Earlier this year, I committed myself to writing 50.000 words in November. These fifty-thousand words would be the first draft of my new novel. I had it all planned out. I told my friends I couldn’t meet them and scheduled for December instead. I even took some days off from work.
It started out a bit slow. But I kept on writing daily. I went to writing events and participated in word-wars so that I could continue putting words on paper. I was going to produce a novel. I was enjoying myself. I was proud.
And then I got sick. I dragged myself to the hospital and underwent emergency surgery. They removed a cyst from my abdomen. Surgery went well and a day later I went home. All fixed up and ready to roll.
At first, I don’t think I realized how much of an impact undergoing surgery would have. Probably still doped up from the general anesthesia, I refused to spend my days in bed and kept on writing. I was trying to balance production and recovery. It took me roughly ten days to realize that this was not going to work. My body was tired.
I questioned myself a lot. Why am I having this much trouble giving up? I felt shame, guilt and fear. They were holding me back. My fear was preventing me from taking care of myself. It made me sad. I understood that my body was giving me signals, but I had been ignoring them. I did not want to accept my weakness. I did not want to be pitiful.

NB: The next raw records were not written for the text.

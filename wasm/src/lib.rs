//! WebAssembly module for the Pharmacy Inventory platform
//!
//! Lets the browser run the same ledger logic as the server:
//! - Optimistic application of a transaction to a stock snapshot
//! - Alert derivation for the dashboard
//! - Cart totals at the register
//!
//! All inputs and outputs are JSON strings in the server's wire format.

use chrono::{DateTime, NaiveDate, Utc};
use rust_decimal::Decimal;
use serde::Deserialize;
use std::str::FromStr;
use wasm_bindgen::prelude::*;

// Re-export shared types for use in JavaScript
pub use shared::models::*;
pub use shared::types::*;
pub use shared::validation::*;

use shared::{LedgerPolicy, PricedLine};

/// Apply a transaction to a stock snapshot, returning the ledger outcome
/// (`stock`, `transaction`, `applied`, `anomalies`) as JSON
#[wasm_bindgen]
pub fn apply_transaction_json(
    stock_json: &str,
    transaction_json: &str,
    confirmed_at: &str,
    restock_shelf_life_days: i32,
) -> Result<String, JsValue> {
    apply_transaction_inner(stock_json, transaction_json, confirmed_at, restock_shelf_life_days)
        .map_err(|e| JsValue::from_str(&e))
}

/// Derive alerts, most severe first
#[wasm_bindgen]
pub fn derive_alerts_json(
    products_json: &str,
    stock_json: &str,
    requests_json: &str,
    today: &str,
    window_days: i32,
) -> Result<String, JsValue> {
    derive_alerts_inner(products_json, stock_json, requests_json, today, window_days)
        .map_err(|e| JsValue::from_str(&e))
}

/// Compute cart totals for `[{stock_unit_id, quantity}]` lines
#[wasm_bindgen]
pub fn cart_totals_json(
    products_json: &str,
    stock_json: &str,
    lines_json: &str,
    discount: &str,
    tax_rate: &str,
) -> Result<String, JsValue> {
    cart_totals_inner(products_json, stock_json, lines_json, discount, tax_rate)
        .map_err(|e| JsValue::from_str(&e))
}

/// Loyalty points a sale would earn; 0 for an unparseable price
#[wasm_bindgen]
pub fn loyalty_points_for_sale(unit_price: &str, quantity: u32) -> u32 {
    Decimal::from_str(unit_price)
        .map(|price| shared::loyalty_points(price, quantity))
        .unwrap_or(0)
}

#[derive(Debug, Deserialize)]
struct CartLine {
    stock_unit_id: String,
    quantity: u32,
}

fn parse<T: for<'de> Deserialize<'de>>(what: &str, json: &str) -> Result<T, String> {
    serde_json::from_str(json).map_err(|e| format!("Invalid {} JSON: {}", what, e))
}

fn parse_decimal(what: &str, value: &str) -> Result<Decimal, String> {
    Decimal::from_str(value).map_err(|e| format!("Invalid {}: {}", what, e))
}

fn to_json<T: serde::Serialize>(value: &T) -> Result<String, String> {
    serde_json::to_string(value).map_err(|e| format!("Serialization failed: {}", e))
}

fn apply_transaction_inner(
    stock_json: &str,
    transaction_json: &str,
    confirmed_at: &str,
    restock_shelf_life_days: i32,
) -> Result<String, String> {
    let stock: Vec<StockUnit> = parse("stock", stock_json)?;
    let transaction: Transaction = parse("transaction", transaction_json)?;
    let confirmed_at = DateTime::parse_from_rfc3339(confirmed_at)
        .map_err(|e| format!("Invalid timestamp: {}", e))?
        .with_timezone(&Utc);
    let policy = LedgerPolicy {
        restock_shelf_life_days: i64::from(restock_shelf_life_days),
    };

    let outcome = shared::apply_transaction(stock, transaction, confirmed_at, &policy);
    to_json(&outcome)
}

fn derive_alerts_inner(
    products_json: &str,
    stock_json: &str,
    requests_json: &str,
    today: &str,
    window_days: i32,
) -> Result<String, String> {
    let products: Vec<Product> = parse("products", products_json)?;
    let stock: Vec<StockUnit> = parse("stock", stock_json)?;
    let requests: Vec<StockRequest> = parse("requests", requests_json)?;
    let today = NaiveDate::parse_from_str(today, "%Y-%m-%d")
        .map_err(|e| format!("Invalid date: {}", e))?;

    let alerts = shared::derive_alerts(&products, &stock, &requests, today, i64::from(window_days));
    to_json(&alerts)
}

fn cart_totals_inner(
    products_json: &str,
    stock_json: &str,
    lines_json: &str,
    discount: &str,
    tax_rate: &str,
) -> Result<String, String> {
    let products: Vec<Product> = parse("products", products_json)?;
    let stock: Vec<StockUnit> = parse("stock", stock_json)?;
    let cart: Vec<CartLine> = parse("cart", lines_json)?;
    let discount = parse_decimal("discount", discount)?;
    let tax_rate = parse_decimal("tax rate", tax_rate)?;

    let lines = cart
        .iter()
        .map(|line| {
            let unit = stock
                .iter()
                .find(|s| s.id == line.stock_unit_id)
                .ok_or_else(|| format!("Unknown stock unit {}", line.stock_unit_id))?;
            let product = products
                .iter()
                .find(|p| p.id == unit.product_id)
                .ok_or_else(|| format!("Unknown product {}", unit.product_id))?;
            Ok(PricedLine {
                unit,
                product,
                quantity: line.quantity,
            })
        })
        .collect::<Result<Vec<_>, String>>()?;

    to_json(&shared::compute_totals(&lines, discount, tax_rate))
}
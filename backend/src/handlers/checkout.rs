//! HTTP handler for point-of-sale checkout

use axum::{extract::State, Json};

use crate::error::AppResult;
use crate::services::inventory::{CheckoutInput, CheckoutReceipt};
use crate::AppState;

/// Check out a cart
pub async fn checkout(
    State(state): State<AppState>,
    Json(input): Json<CheckoutInput>,
) -> AppResult<Json<CheckoutReceipt>> {
    let receipt = state.inventory.checkout(input).await?;
    Ok(Json(receipt))
}
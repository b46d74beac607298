//! HTTP handlers for generated insights

use axum::{
    extract::{Path, State},
    Json,
};

use crate::services::insight::InsightReport;
use crate::AppState;

/// Insights for the whole inventory
pub async fn inventory_insights(State(state): State<AppState>) -> Json<InsightReport> {
    // Snapshot first so the provider call runs without the ledger lock
    let ctx = state.inventory.insight_context().await;
    Json(state.insights.inventory_insights(&ctx).await)
}

/// Warehouse replenishment forecast
pub async fn replenishment_forecast(State(state): State<AppState>) -> Json<InsightReport> {
    let ctx = state.inventory.insight_context().await;
    Json(state.insights.replenishment_forecast(&ctx).await)
}

/// Suggestions for one pharmacy
pub async fn pharmacy_suggestions(
    State(state): State<AppState>,
    Path(pharmacy_id): Path<String>,
) -> Json<InsightReport> {
    let ctx = state.inventory.insight_context().await;
    Json(state.insights.pharmacy_suggestions(&pharmacy_id, &ctx).await)
}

But disregarding my own well being was possibly the most pathetic thing I could have done.
After, what was for me, a very emotional and rough period. I decided to call quits on my 50.000 words goal. This, I can tell you, is very unlike me. I am an upholder. My commitments are sacred. It felt like giving up, rather than prioritizing properly. But rationally, I agreed it was indeed the latter. My feelings would have to adjust.
I accepted my situation and I chose to take care of my body. This commitment to my health meant that I had to break other commitments. Since that decision I cancelled my appointments. The fear and shame I feel, are slowly ebbing away.
Understanding that I was afraid and why, made me open up to other possibilities. I had to rethink my priorities and make new decisions. After roughly two weeks, my body is still very weak. But it does feel like another part of me has become stronger.